--- Recorded data ---

#[cfg(test)]
mod tests {
    use super::*;
    use crate::types::{ConnectionStatus, RemoteDeviceDelta};
    use parking_lot::Mutex;
    use std::time::Duration;

    #[derive(Default)]
    struct TransportLog {
        joins: usize,
        leaves: usize,
        proofs: usize,
        remote_device_requests: usize,
    }

    struct FakeTransport(Arc<Mutex<TransportLog>>);

    impl CallTransport for FakeTransport {
        fn set_membership_proof(&mut self, _proof: &MembershipProof) {
            self.0.lock().proofs += 1;
        }
        fn join(&mut self) -> GroupCallResult<()> {
            self.0.lock().joins += 1;
            Ok(())
        }
        fn leave(&mut self) {
            self.0.lock().leaves += 1;
        }
        fn request_remote_devices(&mut self) {
            self.0.lock().remote_device_requests += 1;
        }
        fn set_local_media(&mut self, _audio_enabled: bool, _video_enabled: bool) {}
    }

    fn session() -> (GroupCallSession, Arc<Mutex<TransportLog>>) {
        let log = Arc::new(Mutex::new(TransportLog::default()));
        let session = GroupCallSession::new(
            7,
            GroupCallConfig::default(),
            Box::new(FakeTransport(log.clone())),
        )
        .unwrap();
        (session, log)
    }

    fn proof() -> MembershipProof {
        MembershipProof::valid_for(vec![1, 2, 3], Duration::from_secs(3600))
    }

    #[test]
    fn test_join_waits_for_proof() {
        let (mut session, log) = session();
        session.join().unwrap();

        assert_eq!(
            session.take_outbound_requests(),
            vec![OutboundRequest::MembershipProof { generation: 0 }]
        );
        assert_eq!(log.lock().joins, 0);

        session.complete_membership_proof(0, Ok(proof()));
        assert_eq!(log.lock().proofs, 1);
        assert_eq!(log.lock().joins, 1);
        assert_eq!(session.local_device_state().connection_status, ConnectionStatus::Connecting);
    }

    #[test]
    fn test_join_twice_is_rejected() {
        let (mut session, _) = session();
        session.join().unwrap();
        assert!(matches!(session.join(), Err(GroupCallError::InvalidTransition { .. })));
    }

    #[test]
    fn test_proof_failure_ends_session() {
        let (mut session, _) = session();
        session.join().unwrap();
        session.complete_membership_proof(0, Err(GroupCallError::proof_unavailable("offline")));

        assert!(session.is_ended());
        assert_eq!(session.end_reason(), Some(GroupCallEndReason::ProofRejected));
        assert_eq!(session.generation(), 1);
    }

    #[test]
    fn test_stale_completion_is_discarded() {
        let (mut session, log) = session();
        session.join().unwrap();
        session.leave().unwrap();

        session.complete_membership_proof(0, Ok(proof()));
        session.complete_peek(0, Ok(PeekInfo::default()));
        assert_eq!(log.lock().proofs, 0);
        assert!(session.peek_info().is_none());
        assert_eq!(log.lock().leaves, 1);
    }

    #[test]
    fn test_demux_id_change_ends_session() {
        let (mut session, _) = session();
        session.join().unwrap();
        let now = Instant::now();
        session.handle_transport_event(TransportEvent::Joined { demux_id: 16 }, now);
        session.handle_transport_event(TransportEvent::Joined { demux_id: 16 }, now);
        assert!(!session.is_ended());

        session.handle_transport_event(TransportEvent::Joined { demux_id: 32 }, now);
        assert_eq!(session.end_reason(), Some(GroupCallEndReason::ServerChangedDemuxId));
    }

    #[test]
    fn test_watchdog_requests_remote_devices() {
        let (mut session, log) = session();
        session.join().unwrap();
        let start = Instant::now();
        session.handle_transport_event(TransportEvent::Joined { demux_id: 16 }, start);

        session.tick(start + Duration::from_secs(1));
        assert_eq!(log.lock().remote_device_requests, 0);

        session.tick(start + Duration::from_secs(2));
        assert_eq!(log.lock().remote_device_requests, 1);

        session.handle_transport_event(TransportEvent::PeekHint, start + Duration::from_secs(3));
        session.tick(start + Duration::from_secs(4));
        assert_eq!(log.lock().remote_device_requests, 1);
    }

    #[test]
    fn test_unknown_devices_trigger_member_request() {
        let (mut session, _) = session();
        session.join().unwrap();
        session.take_outbound_requests();

        session.handle_transport_event(
            TransportEvent::RemoteDevices(vec![RemoteDeviceDelta::Joined {
                demux_id: 32,
                opaque_user_id: b"opaque-bob".to_vec(),
            }]),
            Instant::now(),
        );
        assert_eq!(
            session.take_outbound_requests(),
            vec![OutboundRequest::GroupMembers {
                generation: 0,
                opaque_user_ids: vec![b"opaque-bob".to_vec()],
            }]
        );

        session.complete_group_members(
            0,
            Ok(vec![GroupMemberInfo {
                user_id: b"bob".to_vec(),
                opaque_user_id: b"opaque-bob".to_vec(),
            }]),
        );
        assert_eq!(session.remote_devices()[0].user_id, Some(b"bob".to_vec()));
    }
}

---

**Work instruction:** Taking the records above as a whole, work out how many of their lines hold the word "lock". The reply should be that number alone.

**Answer to this problem:** 12